Although hair loss can happen at any age and for a variety of reasons, the fact that age-related hair loss looms closer with each passing year has made the market for anti-hair-loss and hair-enhancing products a huge industry (via IBIS World). But the truth is that most hair-loss treatments don't work. Any money you spend on them is potentially money you're just throwing away, according to the Dermatology and Mohs Surgery Institute (DMSI). These include special hair brushes, which are meant to stimulate the follicles to encourage hair growth, and supplements. "While supplements can support strong hair quality, [they] cannot grow your hair back," per the DMSI. But the most prevalent hair loss scam, according to DMSI, is snake oil — yes that's what it's actually called. Supposedly, snake oil (a blend of oils) moisturizes the scalp and forms a barrier between the hair and harmful chemicals (via FeelGoodStyle). However, there is no evidence that it actually promotes hair growth or reverses existing hair loss. 

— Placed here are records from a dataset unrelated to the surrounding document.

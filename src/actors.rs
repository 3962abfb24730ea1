use async_trait::async_trait;
use thiserror::Error;
use tokio::sync::{mpsc, oneshot};
use tracing::{info_span, Instrument};

#[async_trait]
pub trait Actor {
    type Message: Send;
    type Response: Send;

    async fn handle_message(&mut self, message: Self::Message) -> Self::Response;
}

#[derive(Debug, Error)]
#[error("The actor has stopped")]
pub struct ActorStopped;

pub struct ActorHandle<T: Actor> {
    message_sender: mpsc::Sender<MessageWrap<T::Message, T::Response>>,
}

impl<T: Actor> Clone for ActorHandle<T> {
    fn clone(&self) -> Self {
        ActorHandle {
            message_sender: self.message_sender.clone(),
        }
    }
}

impl<T: Actor> ActorHandle<T> {
    pub fn new(
        message_sender: mpsc::Sender<MessageWrap<T::Message, T::Response>>,
    ) -> ActorHandle<T> {
        ActorHandle { message_sender }
    }
}

impl<T: Actor> ActorHandle<T> {
    pub async fn send(&self, message: T::Message) -> Result<T::Response, ActorStopped> {
        let (response_sender, response_receiver) = oneshot::channel();

        self.message_sender
            .send(MessageWrap {
                message,
                respond_to: response_sender,
            })
            .await
            .map_err(|_| ActorStopped)?;

        response_receiver.await.map_err(|_| ActorStopped)
    }
}

pub struct MessageWrap<M: Send, R: Send> {
    pub message: M,
    pub respond_to: oneshot::Sender<R>,
}

/// Runs the actor on its own task. Messages are handled one at a time, in arrival order.
pub fn spawn<T>(mut actor: T, name: &'static str, buffer: usize) -> ActorHandle<T>
where
    T: Actor + Send + 'static,
    T::Message: 'static,
    T::Response: 'static,
{
    let (message_sender, mut message_receiver) = mpsc::channel(buffer);

    tokio::spawn(
        async move {
            while let Some(MessageWrap {
                message,
                respond_to,
            }) = message_receiver.recv().await
            {
                let response = actor.handle_message(message).await;
                let _ = respond_to.send(response);
            }
        }
        .instrument(info_span!("actor", name)),
    );

    ActorHandle::new(message_sender)
}

#[cfg(test)]
mod tests {
    use test_log::test;

    use async_trait::async_trait;

    use super::{spawn, Actor};

    struct Counter {
        total: u32,
    }

    #[async_trait]
    impl Actor for Counter {
        type Message = u32;
        type Response = u32;

        async fn handle_message(&mut self, message: u32) -> u32 {
            self.total += message;
            self.total
        }
    }

    #[test(tokio::test)]
    async fn handles_messages_in_order() {
        let handle = spawn(Counter { total: 0 }, "counter", 4);

        assert_eq!(handle.send(2).await.unwrap(), 2);
        assert_eq!(handle.send(3).await.unwrap(), 5);
        assert_eq!(handle.clone().send(1).await.unwrap(), 6);
    }
}
use poise::{serenity_prelude::CreateAttachment, CreateReply};

use crate::{
    commands::{internal_err, CommandResult, Context},
    utils::report::{leaderboard_csv, stats_embed, CSV_FILE_NAME},
};

/// Show submission count, users, average and top score.
#[poise::command(prefix_command, slash_command, guild_only)]
pub async fn stats(ctx: Context<'_>) -> CommandResult {
    let stats = ctx
        .data()
        .tracker
        .stats()
        .await
        .map_err(|err| internal_err(format!("Could not get stats: {err}")))?;

    match stats {
        Some(stats) => {
            ctx.send(CreateReply::default().embed(stats_embed(&stats)))
                .await?;
        }
        None => {
            ctx.say("No data yet.").await?;
        }
    }

    Ok(())
}

/// Export every tracked submission as a CSV file.
#[poise::command(prefix_command, slash_command, guild_only)]
pub async fn export_csv(ctx: Context<'_>) -> CommandResult {
    let ranking = ctx
        .data()
        .tracker
        .ranking(None)
        .await
        .map_err(|err| internal_err(format!("Could not get the ranking: {err}")))?;

    if ranking.is_empty() {
        ctx.say("Nothing to export.").await?;
        return Ok(());
    }

    let csv = leaderboard_csv(&ranking);
    ctx.send(
        CreateReply::default()
            .content("📎 Exported CSV:")
            .attachment(CreateAttachment::bytes(csv.into_bytes(), CSV_FILE_NAME)),
    )
    .await?;

    Ok(())
}
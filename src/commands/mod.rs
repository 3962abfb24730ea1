mod board;
mod help;
mod stats;

use crate::BotState;

pub use board::{leaderboard, rotate};
pub use help::help;
pub use stats::{export_csv, stats};

type CommandResult = Result<(), CommandError>;
type Context<'a> = poise::Context<'a, BotState, CommandError>;

#[derive(thiserror::Error, Debug)]
pub enum CommandError {
    #[error("{message}")]
    User { message: String },
    #[error("{message}")]
    Internal { message: String },
    #[error(transparent)]
    Serenity(#[from] serenity::Error),
}

fn user_err(message: impl Into<String>) -> CommandError {
    CommandError::User {
        message: message.into(),
    }
}

fn internal_err(message: impl Into<String>) -> CommandError {
    CommandError::Internal {
        message: message.into(),
    }
}

pub fn all() -> Vec<poise::Command<BotState, CommandError>> {
    vec![leaderboard(), rotate(), stats(), export_csv(), help()]
}
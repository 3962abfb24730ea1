pub mod formatting;
pub mod report;
use std::time::Duration;

use poise::serenity_prelude::{ChannelId, RoleId};
use serde::Deserialize;

use crate::tracker::TrackerConfig;

/// The largest history page the platform returns.
const MAX_HISTORY_LIMIT: u8 = 100;

#[derive(Debug, Deserialize)]
pub struct AppConfig {
    pub discord_bot_token: String,
    pub database_url: String,
    pub register_commands_globally: Option<bool>,
    pub register_commands_in_guilds: Option<Vec<u64>>,

    pub target_channel_id: u64,
    pub voter_role_id: u64,
    pub staker_role_id: u64,
    pub admin_role_id: u64,
    pub contributor_role_id: u64,

    #[serde(default = "default_tracked_emoji")]
    pub tracked_emoji: String,
    #[serde(default = "default_command_prefix")]
    pub command_prefix: String,

    #[serde(default = "default_rescore_interval_secs")]
    pub rescore_interval_secs: u64,
    #[serde(default = "default_rotation_interval_secs")]
    pub rotation_interval_secs: u64,
    #[serde(default = "default_reconcile_history_limit")]
    pub reconcile_history_limit: u8,
    #[serde(default = "default_voter_scan_history_limit")]
    pub voter_scan_history_limit: u8,
    #[serde(default = "default_leaderboard_size")]
    pub leaderboard_size: usize,
    #[serde(default = "default_notice_ttl_secs")]
    pub notice_ttl_secs: u64,
    #[serde(default = "default_platform_timeout_secs")]
    pub platform_timeout_secs: u64,

    #[serde(default = "default_liveness_addr")]
    pub liveness_addr: String,
}

fn default_tracked_emoji() -> String {
    "🔥".to_string()
}

fn default_command_prefix() -> String {
    "!".to_string()
}

fn default_rescore_interval_secs() -> u64 {
    2 * 60
}

fn default_rotation_interval_secs() -> u64 {
    24 * 60 * 60
}

fn default_reconcile_history_limit() -> u8 {
    50
}

fn default_voter_scan_history_limit() -> u8 {
    MAX_HISTORY_LIMIT
}

fn default_leaderboard_size() -> usize {
    10
}

fn default_notice_ttl_secs() -> u64 {
    5
}

fn default_platform_timeout_secs() -> u64 {
    10
}

fn default_liveness_addr() -> String {
    "0.0.0.0:8080".to_string()
}

#[derive(Debug, thiserror::Error)]
pub enum ConfigError {
    #[error("{name} must not be zero")]
    Zero { name: &'static str },
    #[error("TRACKED_EMOJI must not be empty")]
    EmptyEmoji,
    #[error("COMMAND_PREFIX must not be empty")]
    EmptyPrefix,
}

impl AppConfig {
    pub fn validate(&self) -> Result<(), ConfigError> {
        let non_zero = [
            ("TARGET_CHANNEL_ID", self.target_channel_id),
            ("VOTER_ROLE_ID", self.voter_role_id),
            ("STAKER_ROLE_ID", self.staker_role_id),
            ("ADMIN_ROLE_ID", self.admin_role_id),
            ("CONTRIBUTOR_ROLE_ID", self.contributor_role_id),
            ("RESCORE_INTERVAL_SECS", self.rescore_interval_secs),
            ("ROTATION_INTERVAL_SECS", self.rotation_interval_secs),
            ("PLATFORM_TIMEOUT_SECS", self.platform_timeout_secs),
        ];

        for (name, value) in non_zero {
            if value == 0 {
                return Err(ConfigError::Zero { name });
            }
        }

        if self.leaderboard_size == 0 {
            return Err(ConfigError::Zero {
                name: "LEADERBOARD_SIZE",
            });
        }

        if self.reconcile_history_limit == 0 {
            return Err(ConfigError::Zero {
                name: "RECONCILE_HISTORY_LIMIT",
            });
        }

        if self.tracked_emoji.trim().is_empty() {
            return Err(ConfigError::EmptyEmoji);
        }

        if self.command_prefix.is_empty() {
            return Err(ConfigError::EmptyPrefix);
        }

        Ok(())
    }

    pub fn target_channel(&self) -> ChannelId {
        ChannelId::new(self.target_channel_id)
    }

    pub fn voter_role(&self) -> RoleId {
        RoleId::new(self.voter_role_id)
    }

    pub fn admin_role(&self) -> RoleId {
        RoleId::new(self.admin_role_id)
    }

    pub fn rescore_interval(&self) -> Duration {
        Duration::from_secs(self.rescore_interval_secs)
    }

    pub fn rotation_interval(&self) -> Duration {
        Duration::from_secs(self.rotation_interval_secs)
    }

    pub fn platform_timeout(&self) -> Duration {
        Duration::from_secs(self.platform_timeout_secs)
    }

    pub fn voter_scan_limit(&self) -> u8 {
        self.voter_scan_history_limit.clamp(1, MAX_HISTORY_LIMIT)
    }

    pub fn tracker_config(&self) -> TrackerConfig {
        TrackerConfig {
            admin_role: self.admin_role(),
            staker_role: RoleId::new(self.staker_role_id),
            contributor_role: RoleId::new(self.contributor_role_id),
            command_prefix: self.command_prefix.clone(),
            leaderboard_size: self.leaderboard_size,
            reconcile_history_limit: self.reconcile_history_limit.clamp(1, MAX_HISTORY_LIMIT),
            notice_ttl: Duration::from_secs(self.notice_ttl_secs),
        }
    }
}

The only hair-loss treatment medication available over-the-counter that has been approved by the FDA is minoxidil, a topical treatment known commercially as Rogaine and Theroxidil. However, it is not guaranteed to work, according to Everyday Health.

Prescription medications from 'rogue online pharmacies'

According to the National Council on Aging, one of the most prevalent health product scams perpetrated against the elderly is the sale of counterfeit prescription drugs (via Association of Certified Fraud Examiners). "As prices for prescription drugs increase, seniors look the internet to find cheaper prices for their medications," reported the Association of Certified Fraud Examiners. "Unfortunately, fraudsters are aware of this and set up websites that advertise cheap prescription drugs which are usually counterfeit." Counterfeit drugs may be ineffective at treating the medical condition for which the actual drugs were prescribed. Moreover, they can exacerbate or even cause their own set of medical issues. As the FDA makes abundantly clear: "Buying prescription drugs from rogue online pharmacies can be dangerous, or even deadly." 

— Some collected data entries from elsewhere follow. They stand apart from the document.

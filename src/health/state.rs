//! Atomically-published upstream health state.
//!
//! Writers (the prober) swap in a whole new snapshot; readers load it
//! lock-free. A reader can observe a value at most one probe interval
//! stale, never a torn one.

use std::sync::Arc;
use std::time::{SystemTime, UNIX_EPOCH};

use arc_swap::ArcSwap;
use serde::Serialize;
use serde_json::{json, Value};

/// Whether the last probe reached the upstream.
#[derive(Debug, Clone, Copy, PartialEq, Eq, Serialize)]
#[serde(rename_all = "snake_case")]
pub enum Reachability {
    /// No probe has completed yet (fresh process).
    Unknown,
    Reachable,
    Unreachable,
}

/// Result of the most recent probe.
#[derive(Debug, Clone)]
pub struct HealthSnapshot {
    pub reachability: Reachability,
    pub last_checked: Option<SystemTime>,
}

impl HealthSnapshot {
    fn unknown() -> Self {
        Self {
            reachability: Reachability::Unknown,
            last_checked: None,
        }
    }

    /// JSON view for the local health report.
    pub fn to_report(&self) -> Value {
        let last_checked_unix = self
            .last_checked
            .and_then(|t| t.duration_since(UNIX_EPOCH).ok())
            .map(|d| d.as_secs());
        json!({
            "reachable": self.reachability,
            "last_checked_unix": last_checked_unix,
        })
    }
}

/// Shared handle to the health snapshot.
///
/// Cheap to clone; the prober owns writes, everyone else reads.
#[derive(Clone)]
pub struct HealthHandle {
    inner: Arc<ArcSwap<HealthSnapshot>>,
}

impl HealthHandle {
    /// Fresh handle in the Unknown state. Every restart re-enters Unknown.
    pub fn new() -> Self {
        Self {
            inner: Arc::new(ArcSwap::from_pointee(HealthSnapshot::unknown())),
        }
    }

    /// Publish a probe result, returning the previous reachability so the
    /// caller can log transitions.
    pub fn publish(&self, reachable: bool) -> Reachability {
        let reachability = if reachable {
            Reachability::Reachable
        } else {
            Reachability::Unreachable
        };
        let previous = self.inner.swap(Arc::new(HealthSnapshot {
            reachability,
            last_checked: Some(SystemTime::now()),
        }));
        previous.reachability
    }

    /// Lock-free read of the current snapshot.
    pub fn snapshot(&self) -> Arc<HealthSnapshot> {
        self.inner.load_full()
    }
}

impl Default for HealthHandle {
    fn default() -> Self {
        Self::new()
    }
}

#[cfg(test)]
mod tests {
    use super::*;

    #[test]
    fn starts_unknown() {
        let handle = HealthHandle::new();
        let snap = handle.snapshot();
        assert_eq!(snap.reachability, Reachability::Unknown);
        assert!(snap.last_checked.is_none());
    }

    #[test]
    fn publish_replaces_whole_snapshot() {
        let handle = HealthHandle::new();
        assert_eq!(handle.publish(true), Reachability::Unknown);
        let snap = handle.snapshot();
        assert_eq!(snap.reachability, Reachability::Reachable);
        assert!(snap.last_checked.is_some());

        assert_eq!(handle.publish(false), Reachability::Reachable);
        assert_eq!(handle.snapshot().reachability, Reachability::Unreachable);
    }

    #[test]
    fn report_serializes_reachability() {
        let handle = HealthHandle::new();
        handle.publish(false);
        let report = handle.snapshot().to_report();
        assert_eq!(report["reachable"], "unreachable");
        assert!(report["last_checked_unix"].is_u64());
    }
}
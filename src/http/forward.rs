//! Request forwarding to the upstream.
//!
//! # Responsibilities
//! - Rewrite inbound requests: same method, path, query and body, with the
//!   Host header replaced by the upstream authority
//! - Strip hop-by-hop headers in both directions
//! - Enforce a response-header deadline on every forwarded call
//! - Relay the response as a stream, never buffering the full body

use std::time::Duration;

use axum::{
    body::Body,
    http::{header, request, HeaderMap, HeaderName, HeaderValue, Request, Response, Version},
};
use tokio::time;

use crate::error::ProxyError;
use crate::http::server::AppState;
use crate::upstream::UpstreamTarget;

/// Hop-by-hop headers per RFC 9110 §7.6.1. These describe one connection
/// and must not cross the proxy in either direction.
fn is_hop_by_hop(name: &HeaderName) -> bool {
    matches!(
        name.as_str(),
        "connection"
            | "keep-alive"
            | "proxy-authenticate"
            | "proxy-authorization"
            | "te"
            | "trailer"
            | "transfer-encoding"
            | "upgrade"
    )
}

fn strip_hop_by_hop(headers: &mut HeaderMap) {
    let doomed: Vec<HeaderName> = headers
        .keys()
        .filter(|name| is_hop_by_hop(name))
        .cloned()
        .collect();
    for name in doomed {
        headers.remove(name);
    }
}

/// Rewrite the inbound request for transmission to the upstream.
///
/// The body is moved through untouched, so streaming request bodies are
/// forwarded as they arrive.
fn build_upstream_request(
    upstream: &UpstreamTarget,
    parts: request::Parts,
    body: Body,
) -> Result<Request<Body>, ProxyError> {
    let uri = upstream.rewrite_uri(&parts.uri)?;
    let host = HeaderValue::from_str(upstream.authority().as_str())
        .map_err(|e| ProxyError::BadUpstreamRequest(e.to_string()))?;

    // Always speak HTTP/1.1 to the upstream regardless of what the caller
    // used; the device backend is plain HTTP/1.1 over the overlay network.
    let mut builder = Request::builder()
        .method(parts.method)
        .uri(uri)
        .version(Version::HTTP_11);

    if let Some(headers) = builder.headers_mut() {
        for (name, value) in parts.headers.iter() {
            if name == header::HOST || is_hop_by_hop(name) {
                continue;
            }
            headers.append(name.clone(), value.clone());
        }
        headers.insert(header::HOST, host);
    }

    builder
        .body(body)
        .map_err(|e| ProxyError::BadUpstreamRequest(e.to_string()))
}

/// Forward one request and relay the upstream's response.
///
/// The deadline covers connection establishment and response headers; the
/// body that follows may stream for as long as it needs to, since media
/// payloads are unbounded. Dropping the returned response (caller went
/// away) drops the upstream body with it, cancelling the transfer.
pub async fn forward(state: &AppState, request: Request<Body>) -> Result<Response<Body>, ProxyError> {
    let (parts, body) = request.into_parts();
    let upstream_request = build_upstream_request(&state.upstream, parts, body)?;

    let deadline = Duration::from_secs(state.timeouts.upstream_secs);
    let response = match time::timeout(deadline, state.client.request(upstream_request)).await {
        Ok(Ok(response)) => response,
        Ok(Err(e)) => return Err(ProxyError::UpstreamUnreachable(e.to_string())),
        Err(_) => return Err(ProxyError::UpstreamTimeout(state.timeouts.upstream_secs)),
    };

    // Status and headers pass through; the body is wrapped, not collected,
    // so bytes reach the caller as the upstream produces them.
    let (mut parts, body) = response.into_parts();
    strip_hop_by_hop(&mut parts.headers);
    Ok(Response::from_parts(parts, Body::new(body)))
}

The best way to ensure that you or your elderly loved one does not fall victim to a counterfeit prescription scam is to avoid purchasing medications other than through a legitimate brick-and-mortar pharmacy. However, the FDA does note that some online pharmacies are, in fact, legitimate, and offers the BeSafeRX program as a way of helping individuals purchase actual (non-counterfeit) prescription drugs online.

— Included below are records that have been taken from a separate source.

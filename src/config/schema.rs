//! Configuration schema definitions.
//!
//! All values come from environment variables (see `loader.rs`); the structs
//! here are the validated, immutable result.

use serde::{Deserialize, Serialize};

/// Root configuration for the bridge proxy.
#[derive(Debug, Clone, Deserialize, Serialize)]
pub struct Config {
    /// Overlay-network address of the upstream device.
    pub upstream_host: String,

    /// Port the upstream backend listens on.
    pub upstream_port: u16,

    /// Local port to accept traffic on.
    pub listen_port: u16,

    /// Health probe settings.
    pub probe: ProbeConfig,

    /// Timeout configuration.
    pub timeouts: TimeoutConfig,

    /// Observability settings.
    pub observability: ObservabilityConfig,
}

impl Config {
    /// Local bind address derived from the listen port.
    pub fn bind_address(&self) -> String {
        format!("0.0.0.0:{}", self.listen_port)
    }
}

/// Health probe configuration.
#[derive(Debug, Clone, Deserialize, Serialize)]
pub struct ProbeConfig {
    /// Probe interval in seconds.
    pub interval_secs: u64,

    /// Per-probe timeout in seconds.
    pub timeout_secs: u64,

    /// Liveness path on the upstream backend.
    pub path: String,
}

impl Default for ProbeConfig {
    fn default() -> Self {
        Self {
            interval_secs: 120,
            timeout_secs: 5,
            path: "/kaithhealthcheck".to_string(),
        }
    }
}

/// Timeout configuration for forwarded calls and shutdown.
#[derive(Debug, Clone, Deserialize, Serialize)]
pub struct TimeoutConfig {
    /// Connection establishment timeout in seconds.
    pub connect_secs: u64,

    /// Deadline for the upstream to produce response headers, in seconds.
    /// The response body itself may stream for longer (media payloads).
    pub upstream_secs: u64,

    /// Grace period for in-flight requests during shutdown, in seconds.
    pub shutdown_grace_secs: u64,
}

impl Default for TimeoutConfig {
    fn default() -> Self {
        Self {
            connect_secs: 5,
            upstream_secs: 300,
            shutdown_grace_secs: 15,
        }
    }
}

/// Observability configuration. Log level is handled by the tracing
/// subscriber directly (`LOG_LEVEL` / `RUST_LOG`), before config loads.
#[derive(Debug, Clone, Deserialize, Serialize)]
pub struct ObservabilityConfig {
    /// Enable the Prometheus metrics endpoint.
    pub metrics_enabled: bool,

    /// Metrics endpoint bind address.
    pub metrics_address: String,
}

impl Default for ObservabilityConfig {
    fn default() -> Self {
        Self {
            metrics_enabled: false,
            metrics_address: "0.0.0.0:9090".to_string(),
        }
    }
}
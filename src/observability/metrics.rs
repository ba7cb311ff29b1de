//! Metrics collection and exposition.
//!
//! # Metrics
//! - `proxy_requests_total` (counter): forwarded requests by method, status
//! - `proxy_request_duration_seconds` (histogram): time to response headers
//! - `proxy_upstream_reachable` (gauge): 1 = last probe succeeded, 0 = not

use std::net::SocketAddr;
use std::time::Instant;

use metrics_exporter_prometheus::PrometheusBuilder;

/// Start the Prometheus exposition endpoint.
pub fn init_metrics(addr: SocketAddr) {
    match PrometheusBuilder::new().with_http_listener(addr).install() {
        Ok(()) => tracing::info!(address = %addr, "Metrics endpoint started"),
        Err(e) => tracing::error!(error = %e, "Failed to start metrics endpoint"),
    }
}

/// Record one forwarded request.
pub fn record_request(method: &str, status: u16, start: Instant) {
    let method = method.to_string();
    let status = status.to_string();
    metrics::counter!("proxy_requests_total", "method" => method.clone(), "status" => status.clone())
        .increment(1);
    metrics::histogram!("proxy_request_duration_seconds", "method" => method, "status" => status)
        .record(start.elapsed().as_secs_f64());
}

/// Record the latest probe result.
pub fn record_upstream_reachable(reachable: bool) {
    metrics::gauge!("proxy_upstream_reachable").set(if reachable { 1.0 } else { 0.0 });
}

COVID-19 treatment, prevention, and cures

COVID-19 has no known cure, nor any prophylaxis that is known to be close to 100% effective, as of this writing. Yet companies attempting to scam the elderly — whose age, alone, puts them at the greatest risk of severe COVID-19 — have been keeping both the Federal Trade Commission (FTC) and the Food and Drug Administration (FDA) busy throughout the course of the pandemic. According to Senior Living, the FTC and FDA have issued warnings against at least seven companies that they allege have been "misbranding products as treatments or preventives against coronavirus." These include "teas, essential oils and colloidal silver." 

While it would not be possible to identify every single scam COVID-19 treatment or preventative out there, the FDA issued a statement to remind consumers to "be cautious of websites and stores selling products that claim to prevent, mitigate, treat, diagnose or cure COVID-19." The statement continued, Fraudulent COVID-19 products may come in many varieties, including dietary supplements and other foods, as well as products purporting to be drugs, medical devices or vaccines. Products that claim to cure, mitigate, treat, diagnose or prevent disease, but are not proven safe and effective for those purposes, defraud consumers of money and can place consumers at risk for serious harm."

Undoubtedly, this is something that elderly individuals should keep in mind whenever they may feel tempted to try a particularly "convincing" product purporting to treat, cure, or prevent COVID-19 or the transmission of the coronavirus that causes COVID-19. Remember, getting vaccinated against COVID-19 is the safest and most effective way to prevent severe infection and death (via CDC).